BAGHDAD: Fewer than 1,000 Daesh fighters remain in Iraq and Syria, the US-led international coalition fighting the hard-line militant group said on Wednesday, a third of the estimated figure only three weeks ago.
Iraq and Syria have both declared victory over Daesh in recent weeks, after a year that saw the two countries’ armies, a range of foreign allies and various local forces drive the fighters out of all the towns and villages that once made up their self-proclaimed caliphate.
The US has led an international coalition conducting air strikes against Daesh since 2014 when the group swept across a third of Iraq. US troops have served as advisers on the ground with Iraqi government forces and with Kurdish and Arab groups in Syria.
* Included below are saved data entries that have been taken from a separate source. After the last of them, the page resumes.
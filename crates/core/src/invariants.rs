//! Developer guardrails and invariants
//!
//! Debug assertions for detecting impossible states during development.
//! These checks are compiled out in release builds.

use uuid::Uuid;

use crate::models::{CinemaHall, HallDimensions, MovieSession, Ticket};

/// Validate that a hall loaded from storage has a usable seat grid
pub fn assert_hall_invariants(hall: &CinemaHall) {
    debug_assert!(
        hall.rows > 0 && hall.seats_in_row > 0,
        "Hall {} has non-positive dimensions {}x{}",
        hall.id,
        hall.rows,
        hall.seats_in_row
    );
}

/// Validate that a session references a hall and a movie
pub fn assert_session_invariants(session: &MovieSession) {
    debug_assert!(
        session.cinema_hall_id != Uuid::nil(),
        "Session {} has nil cinema_hall_id",
        session.id
    );

    debug_assert!(
        session.movie_id != Uuid::nil(),
        "Session {} has nil movie_id",
        session.id
    );
}

/// Validate that a persisted ticket sits inside its session's hall
pub fn assert_ticket_in_hall(ticket: &Ticket, hall: &HallDimensions) {
    debug_assert!(
        (1..=hall.rows).contains(&ticket.row) && (1..=hall.seats_in_row).contains(&ticket.seat),
        "Ticket {} at row {} seat {} is outside hall of session {} ({}x{})",
        ticket.id,
        ticket.row,
        ticket.seat,
        ticket.movie_session_id,
        hall.rows,
        hall.seats_in_row
    );
}

/// Validate that no two tickets in a listing hold the same seat of a session
pub fn assert_no_double_booking(tickets: &[Ticket]) {
    let mut seats: Vec<(Uuid, i32, i32)> = tickets
        .iter()
        .map(|t| (t.movie_session_id, t.row, t.seat))
        .collect();
    seats.sort_unstable();
    let before = seats.len();
    seats.dedup();

    debug_assert!(
        before == seats.len(),
        "{} tickets share a seat in a ticket listing",
        before - seats.len()
    );
}
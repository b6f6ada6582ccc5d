//! Storage repository traits
//!
//! These traits define the storage interface, allowing for different
//! implementations (SQLite, mock).

use chrono::{DateTime, Utc};
use uuid::Uuid;

use crate::booking::{HallDirectory, SeatLedger};
use crate::error::Result;
use crate::models::{
    Actor, CinemaHall, Genre, Movie, MovieSession, MovieSessionDisplay, Order, SeatMap, Ticket,
    TicketDisplay, User,
};

/// Movie catalogue operations
pub trait CatalogueRepository {
    /// Create a genre
    fn create_genre(&self, genre: &Genre) -> Result<()>;

    /// Find genre by its unique name
    fn find_genre_by_name(&self, name: &str) -> Result<Option<Genre>>;

    /// List all genres
    fn list_genres(&self) -> Result<Vec<Genre>>;

    /// Create an actor
    fn create_actor(&self, actor: &Actor) -> Result<()>;

    /// List all actors
    fn list_actors(&self) -> Result<Vec<Actor>>;

    /// Create a movie with its actor and genre links
    fn create_movie(&self, movie: &Movie) -> Result<()>;

    /// Find movie by ID
    fn find_movie_by_id(&self, id: Uuid) -> Result<Option<Movie>>;

    /// Search movies by title fragment
    fn search_movies(&self, fragment: &str) -> Result<Vec<Movie>>;

    /// Delete a movie and its sessions
    fn delete_movie(&self, id: Uuid) -> Result<()>;
}

/// Hall and session scheduling operations
pub trait ScheduleRepository {
    /// Create a cinema hall
    fn create_hall(&self, hall: &CinemaHall) -> Result<()>;

    /// Find hall by ID
    fn find_hall_by_id(&self, id: Uuid) -> Result<Option<CinemaHall>>;

    /// List all halls
    fn list_halls(&self) -> Result<Vec<CinemaHall>>;

    /// Delete a hall and its sessions
    fn delete_hall(&self, id: Uuid) -> Result<()>;

    /// Schedule a movie session
    fn create_session(&self, session: &MovieSession) -> Result<()>;

    /// Find session by ID
    fn find_session_by_id(&self, id: Uuid) -> Result<Option<MovieSession>>;

    /// List sessions showing at or after `from`
    fn list_sessions(&self, from: Option<DateTime<Utc>>) -> Result<Vec<MovieSessionDisplay>>;

    /// List the sessions of one movie, earliest first
    fn list_sessions_for_movie(&self, movie_id: Uuid) -> Result<Vec<MovieSessionDisplay>>;

    /// Delete a session and its tickets
    fn delete_session(&self, id: Uuid) -> Result<()>;
}

/// User account operations
pub trait UserRepository {
    /// Create a new user
    fn create_user(&self, user: &User) -> Result<()>;

    /// Find user by ID
    fn find_user_by_id(&self, id: Uuid) -> Result<Option<User>>;

    /// Find user by username
    fn find_user_by_username(&self, username: &str) -> Result<Option<User>>;

    /// Verify credentials and record the login
    fn authenticate(&self, username: &str, password: &str) -> Result<User>;

    /// Delete a user (blocked while they own orders)
    fn delete_user(&self, id: Uuid) -> Result<()>;
}

/// Order and ticket operations
pub trait BookingRepository {
    /// Create an order and book every requested (row, seat), all or nothing
    fn book_order(
        &self,
        user_id: Uuid,
        session_id: Uuid,
        seats: &[(i32, i32)],
    ) -> Result<(Order, Vec<Ticket>)>;

    /// Find order by ID
    fn find_order_by_id(&self, id: Uuid) -> Result<Option<Order>>;

    /// List a user's orders, newest first
    fn list_orders_for_user(&self, user_id: Uuid) -> Result<Vec<Order>>;

    /// Delete an order (blocked while it holds tickets)
    fn delete_order(&self, id: Uuid) -> Result<()>;

    /// Find ticket by ID
    fn find_ticket_by_id(&self, id: Uuid) -> Result<Option<Ticket>>;

    /// List tickets held by an order
    fn list_tickets_for_order(&self, order_id: Uuid) -> Result<Vec<TicketDisplay>>;

    /// Hall grid and taken seats for a session
    fn seat_map(&self, session_id: Uuid) -> Result<SeatMap>;
}

/// Combined storage interface
///
/// Provides access to all repository operations plus the booking
/// capabilities. Implementations may be backed by SQLite or mocks.
pub trait Storage:
    CatalogueRepository
    + ScheduleRepository
    + UserRepository
    + BookingRepository
    + HallDirectory
    + SeatLedger
{
}

// Blanket implementation: any type implementing all traits implements Storage
impl<T> Storage for T where
    T: CatalogueRepository
        + ScheduleRepository
        + UserRepository
        + BookingRepository
        + HallDirectory
        + SeatLedger
{
}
“Due to the commitment of the Coalition and the demonstrated competence of our partners in Iraq and Syria, there are estimated to be less than 1,000 ISIS terrorists in our combined joint area of operations, most of whom are being hunted down in the desert regions in eastern Syria and Western Iraq,” the US-led coalition told Reuters in an emailed statement.
ISIS is an acronym used for Daesh.
The figure excludes areas in western Syria under the control of President Bashar Assad’s government and his allies.
Assad’s main ally Russia also said on Wednesday the main battle with Daesh in Syria was over. Foreign Minister Sergei Lavrov said the key task in Syria was now destroying another Islamist group, the Nusra Front.
The US-led coalition had said on December 5 that there were less than 3,000 fighters remaining. Iraq declared “final victory” over the group on December 9.
Most of the fighters had been killed or captured over the past three years, the coalition said on Wednesday. It would not respond to a question on whether some fighters could have escaped to other countries, saying it would not “engage in public speculation” but said it was working on preventing that.
“We can tell you that we are working with our partners to kill or capture all remaining ISIS terrorists, to destroy their network and prevent their resurgence, and also to prevent them from escaping to bordering countries,” it said.